一年生の教室の前で叫んでいる姿は不審を通り越していっそ清々しい。
中肉中背、低すぎない背丈に悪目立ちしない目鼻立ち。いわゆる地味。成績も中の中。可もなく不可もない。クラスでも目立たないはずだが、ある意味有名だ。それには理由がある……。
「もう諦めへんの。満夜」
従姉妹で同級生の薙野凜理がため息を吐きながら、満夜の肩に手をかけた。神秘的な青みがかった長い黒髪、まつ毛にけぶる、少し釣り気味の大きな目。瞳は闇を映したように黒い。すっと通った鼻に赤いさくらんぼのような唇は、天然ものだ。頭も良くて運動神経にも優れている。凛理は正真正銘、クラスの男子の憧れの的であり、いい意味で目立っている。
すらりとした容姿にセーラー服がよく似合っている。
新入生の目はそんな凜理に注がれているが、手に持つ入部届はやはり白紙だ。それもこれも、横に立つ満夜が割って入って来るからだ。

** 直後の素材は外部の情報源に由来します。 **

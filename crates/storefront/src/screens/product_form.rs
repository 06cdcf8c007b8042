//! Admin product add/edit form.

use shopfront_core::{Price, PriceError, Product, ProductId, ProductInput};
use thiserror::Error;
use tracing::{info, instrument};

use crate::access::AdminAccess;
use crate::api::{ApiClient, ApiError};
use crate::screen::LoadState;
use crate::session::Session;

/// Category choices offered by the form.
pub const CATEGORIES: [&str; 6] = ["Electronics", "Clothing", "Books", "Home", "Sports", "Beauty"];

/// Size choices offered by the form.
pub const SIZES: [&str; 6] = ["XS", "S", "M", "L", "XL", "XXL"];

/// Color choices offered by the form.
pub const COLORS: [&str; 8] = [
    "Red", "Blue", "Green", "Black", "White", "Yellow", "Purple", "Orange",
];

pub const PRODUCT_ADDED: &str = "Product added successfully!";
pub const PRODUCT_UPDATED: &str = "Product updated successfully!";

/// Errors from validating or submitting the product form.
#[derive(Debug, Error)]
pub enum FormError {
    #[error("Please fill in all required fields")]
    MissingRequired,

    #[error("Invalid price: {0}")]
    InvalidPrice(#[from] PriceError),

    #[error("Stock cannot be negative")]
    NegativeStock,

    #[error("Unknown {field}: {value}")]
    UnknownOption { field: &'static str, value: String },

    /// The backend refused the product or could not be reached.
    #[error("{message}")]
    Api {
        message: String,
        #[source]
        source: ApiError,
    },
}

/// Raw form fields, as typed.
#[derive(Debug, Clone, Default, PartialEq, Eq)]
pub struct ProductForm {
    pub title: String,
    pub desc: String,
    pub img: String,
    pub price: String,
    pub stock: String,
    pub categories: Vec<String>,
    pub size: String,
    pub color: String,
}

impl ProductForm {
    /// Prefill the form from an existing product.
    #[must_use]
    pub fn from_product(product: &Product) -> Self {
        Self {
            title: product.title.clone(),
            desc: product.desc.clone(),
            img: product.img.clone(),
            price: product.price.to_string(),
            stock: product.stock_on_hand().to_string(),
            categories: product.categories.clone(),
            size: product.size.clone().unwrap_or_default(),
            color: product.color.clone().unwrap_or_default(),
        }
    }

    /// Set categories from a comma-separated string.
    pub fn set_categories(&mut self, raw: &str) {
        self.categories = raw
            .split(',')
            .map(str::trim)
            .filter(|c| !c.is_empty())
            .map(ToString::to_string)
            .collect();
    }

    /// Check required fields and convert to a request body.
    ///
    /// `stock` is read from its leading whole number (`"12abc"` is 12,
    /// `"7.5"` is 7); input with no leading digits becomes 0.
    ///
    /// # Errors
    ///
    /// Returns `FormError::MissingRequired` when title, description, image
    /// or price is blank, `FormError::InvalidPrice` when the price does not
    /// parse, `FormError::NegativeStock` for a stock below zero, and
    /// `FormError::UnknownOption` for a size or color not on offer.
    pub fn validate(&self) -> Result<ProductInput, FormError> {
        let required = [&self.title, &self.desc, &self.img, &self.price];
        if required.iter().any(|field| field.trim().is_empty()) {
            return Err(FormError::MissingRequired);
        }

        Ok(ProductInput {
            title: self.title.trim().to_string(),
            desc: self.desc.trim().to_string(),
            img: self.img.trim().to_string(),
            price: Price::parse(&self.price)?,
            stock: parse_stock(&self.stock)?,
            categories: self.categories.clone(),
            size: pick_option("size", &self.size, &SIZES)?,
            color: pick_option("color", &self.color, &COLORS)?,
        })
    }
}

/// Leading whole number of `input`, after an optional sign.
/// Values past `u32::MAX` saturate.
fn parse_stock(input: &str) -> Result<u32, FormError> {
    let input = input.trim();
    let (negative, rest) = match input.strip_prefix('-') {
        Some(rest) => (true, rest),
        None => (false, input.strip_prefix('+').unwrap_or(input)),
    };
    let digits_end = rest
        .find(|c: char| !c.is_ascii_digit())
        .unwrap_or(rest.len());
    let digits = rest.get(..digits_end).unwrap_or_default();
    if digits.is_empty() {
        return Ok(0);
    }
    let stock = digits.parse::<u32>().unwrap_or(u32::MAX);
    if negative && stock > 0 {
        return Err(FormError::NegativeStock);
    }
    Ok(stock)
}

/// Match `value` against `choices` ignoring case; blank means unset.
fn pick_option(
    field: &'static str,
    value: &str,
    choices: &[&str],
) -> Result<Option<String>, FormError> {
    let value = value.trim();
    if value.is_empty() {
        return Ok(None);
    }
    choices
        .iter()
        .find(|choice| choice.eq_ignore_ascii_case(value))
        .map(|choice| Some((*choice).to_string()))
        .ok_or_else(|| FormError::UnknownOption {
            field,
            value: value.to_string(),
        })
}

/// Whether the editor creates a product or edits an existing one.
#[derive(Debug, Clone, PartialEq, Eq)]
pub enum EditorMode {
    Add,
    Edit(ProductId),
}

/// Admin product editor.
#[derive(Debug)]
pub struct ProductEditorScreen {
    client: ApiClient,
    mode: EditorMode,
    state: LoadState<()>,
    pub form: ProductForm,
}

impl ProductEditorScreen {
    /// An editor for `mode`. Requires admin access.
    #[must_use]
    pub fn new(
        client: &ApiClient,
        session: &Session,
        _access: AdminAccess,
        mode: EditorMode,
    ) -> Self {
        let state = match mode {
            EditorMode::Add => LoadState::Ready(()),
            EditorMode::Edit(_) => LoadState::Loading,
        };
        Self {
            client: session.client(client),
            mode,
            state,
            form: ProductForm::default(),
        }
    }

    #[must_use]
    pub const fn mode(&self) -> &EditorMode {
        &self.mode
    }

    #[must_use]
    pub const fn state(&self) -> &LoadState<()> {
        &self.state
    }

    /// Prefill the form when editing. A no-op when adding.
    #[instrument(skip(self))]
    pub async fn load(&mut self) {
        let EditorMode::Edit(id) = &self.mode else {
            return;
        };
        self.state = LoadState::Loading;
        let result = self.client.get_product(id).await.map(|product| {
            self.form = ProductForm::from_product(&product);
        });
        self.state = LoadState::from_result(result, "Failed to load product");
    }

    /// Validate and save the form. Returns the success message.
    ///
    /// # Errors
    ///
    /// Returns a validation error without sending a request, or
    /// `FormError::Api` when the backend refuses.
    #[instrument(skip(self), fields(mode = ?self.mode))]
    pub async fn submit(&self) -> Result<&'static str, FormError> {
        let input = self.form.validate()?;

        match &self.mode {
            EditorMode::Add => {
                self.client
                    .add_product(&input)
                    .await
                    .map_err(|e| api_error(e, "Failed to add product"))?;
                info!(title = %input.title, "Product added");
                Ok(PRODUCT_ADDED)
            }
            EditorMode::Edit(id) => {
                self.client
                    .update_product(id, &input)
                    .await
                    .map_err(|e| api_error(e, "Failed to update product"))?;
                info!(product_id = %id, "Product updated");
                Ok(PRODUCT_UPDATED)
            }
        }
    }
}

fn api_error(source: ApiError, fallback: &str) -> FormError {
    FormError::Api {
        message: source.user_message(fallback),
        source,
    }
}

#[cfg(test)]
#[allow(clippy::unwrap_used)]
mod tests {
    use super::*;

    fn filled() -> ProductForm {
        ProductForm {
            title: "Desk Lamp".to_string(),
            desc: "Warm light".to_string(),
            img: "https://img.example.com/lamp.png".to_string(),
            price: "24.50".to_string(),
            stock: "7".to_string(),
            categories: vec!["Home".to_string()],
            size: String::new(),
            color: "black".to_string(),
        }
    }

    #[test]
    fn test_valid_form() {
        let input = filled().validate().unwrap();
        assert_eq!(input.price, Price::from_cents(2450));
        assert_eq!(input.stock, 7);
        assert_eq!(input.size, None);
        assert_eq!(input.color.as_deref(), Some("Black"));
    }

    #[test]
    fn test_required_fields() {
        let clears: [fn(&mut ProductForm); 4] = [
            |f| f.title.clear(),
            |f| f.desc = "   ".to_string(),
            |f| f.img.clear(),
            |f| f.price.clear(),
        ];
        for clear in clears {
            let mut form = filled();
            clear(&mut form);
            let err = form.validate().unwrap_err();
            assert_eq!(err.to_string(), "Please fill in all required fields");
        }
    }

    #[test]
    fn test_stock_defaults_to_zero() {
        let mut form = filled();
        form.stock = String::new();
        assert_eq!(form.validate().unwrap().stock, 0);
        form.stock = "lots".to_string();
        assert_eq!(form.validate().unwrap().stock, 0);
    }

    #[test]
    fn test_stock_reads_leading_whole_number() {
        let cases = [("7.5", 7), ("12abc", 12), (" 42 ", 42), ("+3", 3), ("-0", 0)];
        for (raw, expected) in cases {
            let mut form = filled();
            form.stock = raw.to_string();
            assert_eq!(form.validate().unwrap().stock, expected, "stock {raw:?}");
        }

        let mut form = filled();
        form.stock = "99999999999".to_string();
        assert_eq!(form.validate().unwrap().stock, u32::MAX);
    }

    #[test]
    fn test_negative_stock_is_rejected() {
        let mut form = filled();
        form.stock = "-5".to_string();
        assert!(matches!(form.validate(), Err(FormError::NegativeStock)));
    }

    #[test]
    fn test_bad_price() {
        let mut form = filled();
        form.price = "cheap".to_string();
        assert!(matches!(form.validate(), Err(FormError::InvalidPrice(_))));
    }

    #[test]
    fn test_unknown_size() {
        let mut form = filled();
        form.size = "XXXL".to_string();
        assert!(matches!(
            form.validate(),
            Err(FormError::UnknownOption { field: "size", .. })
        ));
    }

    #[test]
    fn test_categories_from_comma_string() {
        let mut form = filled();
        form.set_categories("Books, Home,,  Sports ");
        assert_eq!(form.categories, vec!["Books", "Home", "Sports"]);
    }

    #[test]
    fn test_prefill_round_trip() {
        let product = Product {
            id: ProductId::new("p1"),
            title: "Desk Lamp".to_string(),
            desc: "Warm light".to_string(),
            img: "lamp.png".to_string(),
            price: Price::from_cents(2450),
            stock: 7,
            categories: vec!["Home".to_string()],
            size: Some("M".to_string()),
            color: None,
            active: true,
        };
        let input = ProductForm::from_product(&product).validate().unwrap();
        assert_eq!(input, ProductInput::from(&product));
    }
}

「オカルト研究部にようこそ! さぁ、君も呪符を書いて式神を操る立派な術師になろうじゃないか!」
などと叫んできたら、それは逃げる。いくら、凜理が可愛くても。
「あんたが、そうやって割り込んできたら、入部するもんも入部せぇへんよ」
「いや、オレがどうあれ、凜理目当てであれ、真に興味があれば、入部してくる!」
「はぁ〜」
道夜の言う【オカルト研究部】は、非公認のクラブだ。なにしろ、部員は満夜と凜理しかいない。凜理すら嫌々入っているくらいだ。
「あたしは、あのことさえなかったらあんたに付き合うのも嫌や」
「退部したらわかってるだろうな」
二人のやり取りは不穏だ。
「秘密をバラすからなぁああ」
満夜が唯一凜理に強気で出られる秘密。それを握られている限り、凜理は満夜のオカ研から退部できない。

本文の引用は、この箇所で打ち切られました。